impl<C: ClusterClient + 'static> Drainer<C> {
    pub fn new(cluster: Arc<C>, config: &EngineConfig) -> Self {
        Self {
            cluster,
            drain_timeout: config.drain_timeout(),
            eviction_grace_period_secs: config.eviction_grace_period_secs,
            eviction_max_retries: config.eviction_max_retries,
            eviction_retry_interval: Duration::from_secs(config.eviction_retry_interval_secs),
            termination_poll_interval: Duration::from_secs(config.termination_poll_interval_secs),
            enable_pdb_validation: config.enable_pdb_validation,
        }
    }

    /// Runs the full state machine (spec.md §4.6 steps 1-8) against `node_name`.
    /// `caller_token` governs cancellation up to (but not through) eviction.
    pub async fn drain_node(&self, node_name: &str, caller_token: CancellationToken) -> Result<DrainOutcome, EngineError> {
        self.cluster
            .cordon(node_name)
            .await
            .map_err(|e| EngineError::transient(format!("drain {node_name}: cordon failed: {e}")))?;

        let all_pods = self
            .cluster
            .list_pods_on_node(node_name)
            .await
            .map_err(|e| EngineError::transient(format!("drain {node_name}: list_pods_on_node failed: {e}")))?;
        let filtered = filter_drainable_pods(&all_pods);

        if filtered.is_empty() {
            info!("drain {node_name}: no drainable pods, node stays cordoned");
            return Ok(DrainOutcome::Success { pods_evicted: 0, detached: false });
        }

        if self.enable_pdb_validation {
            if let Err(block) = crate::pdb::validate(&filtered, self.cluster.as_ref()).await {
                warn!("drain {node_name}: PDB check blocked, rolling back: {block}");
                self.rollback(node_name).await;
                return Ok(DrainOutcome::FailedBeforeEviction { reason: block.to_string() });
            }
        }

        self.annotate(node_name, "draining", Some(Utc::now())).await?;

        let (stage, detached) = self.run_eviction_phase(node_name, filtered, caller_token).await?;

        if stage.throttled {
            return Ok(DrainOutcome::EvictionThrottled { pods_evicted: stage.pods_evicted, detached });
        }
        if !stage.terminated {
            return Ok(DrainOutcome::Timeout { pods_evicted: stage.pods_evicted, detached });
        }

        let remaining = self
            .cluster
            .list_pods_on_node(node_name)
            .await
            .map(|pods| filter_drainable_pods(&pods).len())
            .unwrap_or(usize::MAX);
        if remaining > 0 {
            return Ok(DrainOutcome::Incomplete {
                remaining_pods: remaining,
                pods_evicted: stage.pods_evicted,
                detached,
            });
        }

        self.annotate(node_name, "complete", None).await?;
        Ok(DrainOutcome::Success { pods_evicted: stage.pods_evicted, detached })
    }

    /// Spawns the eviction+termination-wait work on its own deadline-bounded
    /// future (spec.md §4.6 step 5, §9's detached-work note) and races it
    /// against the caller's cancellation. If the caller cancels first, the
    /// work continues unobserved until its own deadline.
    async fn run_eviction_phase(
        &self,
        node_name: &str,
        pods: Vec<Pod>,
        caller_token: CancellationToken,
    ) -> Result<(StageResult, bool), EngineError> {
        let cluster = Arc::clone(&self.cluster);
        let node_name_owned = node_name.to_string();
        let grace = self.eviction_grace_period_secs;
        let max_retries = self.eviction_max_retries;
        let retry_interval = self.eviction_retry_interval;
        let poll_interval = self.termination_poll_interval;
        let budget = self.drain_timeout;

        let mut task = tokio::spawn(async move {
            evict_and_wait(cluster, node_name_owned, pods, grace, max_retries, retry_interval, poll_interval, budget).await
        });

        let mut detached = false;
        let result = tokio::select! {
            biased;
            res = &mut task => res,
            _ = caller_token.cancelled() => {
                warn!("drain {node_name}: caller cancelled during eviction, detaching until deadline");
                detached = true;
                (&mut task).await
            }
        };

        let stage = result.map_err(|e| EngineError::Fatal(format!("drain {node_name}: eviction task panicked: {e}")))?;
        Ok((stage, detached))
    }

    /// Rollback (spec.md §4.6 step 3, §9): uncordon on a fresh call,
    /// independent of the caller's cancellation, before any eviction begins.
    async fn rollback(&self, node_name: &str) {
        if let Err(e) = self.cluster.uncordon(node_name).await {
            warn!("drain {node_name}: rollback uncordon failed: {e}");
        }
    }

    async fn annotate(&self, node_name: &str, status: &str, start_time: Option<chrono::DateTime<Utc>>) -> Result<(), EngineError> {
        let mut annotations = HashMap::new();
        annotations.insert("drain-status".to_string(), status.to_string());
        if let Some(t) = start_time {
            annotations.insert("drain-start-time".to_string(), t.to_rfc3339());
        }
        self.cluster
            .annotate_node(node_name, annotations)
            .await
            .map_err(|e| EngineError::transient(format!("drain {node_name}: annotate({status}) failed: {e}")))
    }
}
- - - - -
▶ [TO DO]
An exact copy of the data is needed, running from its first line through the line that holds "Runs the full", and nothing beyond that.

▶ [EXERCISE OUTPUT]
impl<C: ClusterClient + 'static> Drainer<C> {
    pub fn new(cluster: Arc<C>, config: &EngineConfig) -> Self {
        Self {
            cluster,
            drain_timeout: config.drain_timeout(),
            eviction_grace_period_secs: config.eviction_grace_period_secs,
            eviction_max_retries: config.eviction_max_retries,
            eviction_retry_interval: Duration::from_secs(config.eviction_retry_interval_secs),
            termination_poll_interval: Duration::from_secs(config.termination_poll_interval_secs),
            enable_pdb_validation: config.enable_pdb_validation,
        }
    }

    /// Runs the full state machine (spec.md §4.6 steps 1-8) against `node_name`.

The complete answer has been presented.